# Python Fundamentals: Introduction to Jupyter and Python

* * * 
<div class="alert alert-success">  
    
### Learning Objectives 

* Understand the aims of this workshop.    
* Work with Jupyter Notebooks.
* Use variables to do calculations in Python.
* Read error messages to fix your code. 
</div>

### Icons Used in This Notebook
🔔 **Question**: A quick question to help you understand what's going on.<br>
🥊 **Challenge**: Interactive exercise. We'll work through these in the workshop!<br>
💡 **Tip**: How to do something a bit more efficiently or effectively.<br>
⚠️ **Warning:** Heads-up about tricky stuff or common mistakes.<br>
📝 **Poll:** A Zoom poll to help you learn!<br>
🎬 **Demo**: Showing off something more advanced – so you know what Python can be used for!<br>

### Sections
1. [This Workshop](#this)
2. [Working With Jupyter Notebooks](#jupyter)
3. [Variables in Python](#variables)
5. [Demo: Working With Data Frames](#demo)

<a id='this'></a>

# This Workshop

This workshop is called Data Science <i>for</i> Social Justice. Our goal is to build programmatic and data science skills, grounded in a politics of justice, to better inform our advocacy as machine learning and AI tools are increasingly used in society.

Even if you’re new to programming, the ability to collect and analyze data independently means you no longer have to take people in power at their word when they tell you what "the data" says. You can find data, evalute it, analyze it, and present your own findings. This will help you decide who you can trust, and help you find a voice in speaking truth to power.
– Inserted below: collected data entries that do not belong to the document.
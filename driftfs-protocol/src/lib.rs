//! # driftfs-protocol
//!
//! Wire protocol implementation for driftfs metadata operations.
//!
//! This crate provides:
//! - XDR primitive marshaling: length-prefixed, 4-byte-aligned strings and
//!   opaque buffers, big-endian integers, with exact pre-computed sizes so
//!   encoding is a single allocation
//! - Table-driven operation records with three interchangeable
//!   representations of the same payload: raw wire bytes, an ordered
//!   name-to-value mapping, and a positional value sequence
//! - Request/response pairing, including defaulted responses for error
//!   paths
//! - A tag-to-factory registry that turns an inbound `(tag, payload)` pair
//!   into a typed record
//!
//! Transport framing, connection management, and the filesystem semantics
//! behind each operation live in the service's other components; they
//! consume this crate's encode/decode/dispatch contract and are not part of
//! it. Encode, decode, and size computation are pure, synchronous calls
//! that never touch I/O.

pub mod error;
pub mod ops;
pub mod record;
pub mod registry;
pub mod xdr;

pub use error::ProtocolError;
pub use ops::{OpKind, Tag};
pub use record::{FieldKind, FieldSpec, Record, Value};
pub use registry::{OpRegistry, RecordFactory};
pub use xdr::{XdrReader, XdrWriter, XDR_ALIGNMENT};
//! Table-driven operation records.
//!
//! Every operation kind declares one canonical, ordered field table
//! ([`OpKind::fields`]). The wire codec, the mapping representation, and the
//! positional sequence representation are all derived from that single
//! table, so the three surfaces cannot drift apart: adding or reordering a
//! field changes all of them together.

use crate::error::ProtocolError;
use crate::ops::{OpKind, Tag};
use crate::xdr::{self, XdrReader, XdrWriter};
use bytes::Bytes;
use serde::{Deserialize, Serialize};
use std::fmt;

/// Primitive kind of a record field.
#[derive(Debug, Clone, Copy, PartialEq, Eq, Hash, Serialize, Deserialize)]
#[serde(rename_all = "snake_case")]
pub enum FieldKind {
    /// UTF-8 string, length-prefixed and padded.
    Str,
    /// Raw byte buffer, length-prefixed and padded.
    Opaque,
    /// 32-bit unsigned integer, big-endian.
    UInt,
    /// 64-bit unsigned integer, big-endian.
    UHyper,
    /// Counted sequence of strings.
    StrSeq,
}

impl fmt::Display for FieldKind {
    fn fmt(&self, f: &mut fmt::Formatter<'_>) -> fmt::Result {
        let name = match self {
            FieldKind::Str => "string",
            FieldKind::Opaque => "opaque",
            FieldKind::UInt => "uint",
            FieldKind::UHyper => "uhyper",
            FieldKind::StrSeq => "string sequence",
        };
        write!(f, "{}", name)
    }
}

/// One entry in an operation's canonical field table.
#[derive(Debug, Clone, Copy)]
pub struct FieldSpec {
    pub name: &'static str,
    pub kind: FieldKind,
}

/// A single field value.
#[derive(Debug, Clone, PartialEq, Eq, Serialize)]
#[serde(untagged)]
pub enum Value {
    Str(String),
    Opaque(Vec<u8>),
    UInt(u32),
    UHyper(u64),
    StrSeq(Vec<String>),
}

impl Value {
    /// The field kind this value belongs to.
    pub fn kind(&self) -> FieldKind {
        match self {
            Value::Str(_) => FieldKind::Str,
            Value::Opaque(_) => FieldKind::Opaque,
            Value::UInt(_) => FieldKind::UInt,
            Value::UHyper(_) => FieldKind::UHyper,
            Value::StrSeq(_) => FieldKind::StrSeq,
        }
    }

    /// The defaulted value for a field kind. Strings default to the empty
    /// string, never to an absent value.
    pub fn default_for(kind: FieldKind) -> Value {
        match kind {
            FieldKind::Str => Value::Str(String::new()),
            FieldKind::Opaque => Value::Opaque(Vec::new()),
            FieldKind::UInt => Value::UInt(0),
            FieldKind::UHyper => Value::UHyper(0),
            FieldKind::StrSeq => Value::StrSeq(Vec::new()),
        }
    }

    /// Whether this value equals the default for its kind.
    pub fn is_default(&self) -> bool {
        *self == Value::default_for(self.kind())
    }

    /// Wire size of this value via the primitive size functions.
    pub fn wire_size(&self) -> usize {
        match self {
            Value::Str(s) => xdr::string_size(s),
            Value::Opaque(b) => xdr::opaque_size(b),
            Value::UInt(_) => 4,
            Value::UHyper(_) => 8,
            Value::StrSeq(v) => xdr::string_seq_size(v),
        }
    }

    fn encode(&self, writer: &mut XdrWriter) {
        match self {
            Value::Str(s) => writer.put_string(s),
            Value::Opaque(b) => writer.put_opaque(b),
            Value::UInt(n) => writer.put_u32(*n),
            Value::UHyper(n) => writer.put_u64(*n),
            Value::StrSeq(v) => writer.put_string_seq(v),
        }
    }

    fn decode(kind: FieldKind, reader: &mut XdrReader<'_>) -> Result<Value, ProtocolError> {
        match kind {
            FieldKind::Str => reader.get_string().map(Value::Str),
            FieldKind::Opaque => reader.get_opaque().map(Value::Opaque),
            FieldKind::UInt => reader.get_u32().map(Value::UInt),
            FieldKind::UHyper => reader.get_u64().map(Value::UHyper),
            FieldKind::StrSeq => reader.get_string_seq().map(Value::StrSeq),
        }
    }

    pub fn as_str(&self) -> Option<&str> {
        match self {
            Value::Str(s) => Some(s),
            _ => None,
        }
    }

    pub fn as_opaque(&self) -> Option<&[u8]> {
        match self {
            Value::Opaque(b) => Some(b),
            _ => None,
        }
    }

    pub fn as_uint(&self) -> Option<u32> {
        match self {
            Value::UInt(n) => Some(*n),
            _ => None,
        }
    }

    pub fn as_uhyper(&self) -> Option<u64> {
        match self {
            Value::UHyper(n) => Some(*n),
            _ => None,
        }
    }
}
At the same time, you can speak with greater authority when data science and machine learning products are used improperly in society, because you yourself have developed the technical skills to interact with these products on a deeper level.

So, we begin by building a foundation in Python.

## What is Python?

Python is a general-purpose programming language. It can be used for many tasks, including building websites and software, automating tasks, data analysis, and more.

📝 **Poll**: Have you used Python, or another programming language before? What have you used it for?

This introduction to Python is built around **data analysis**, although many of these skills will be useful for other applications of Python.

The dataset we will be using in this workshop comes from the social media platform [Reddit](https://www.reddit.com). We will specifically use data from a subreddit, or a sub-community in Reddit, called [r/amitheasshole](https://reddit.com/r/AmItheAsshole). 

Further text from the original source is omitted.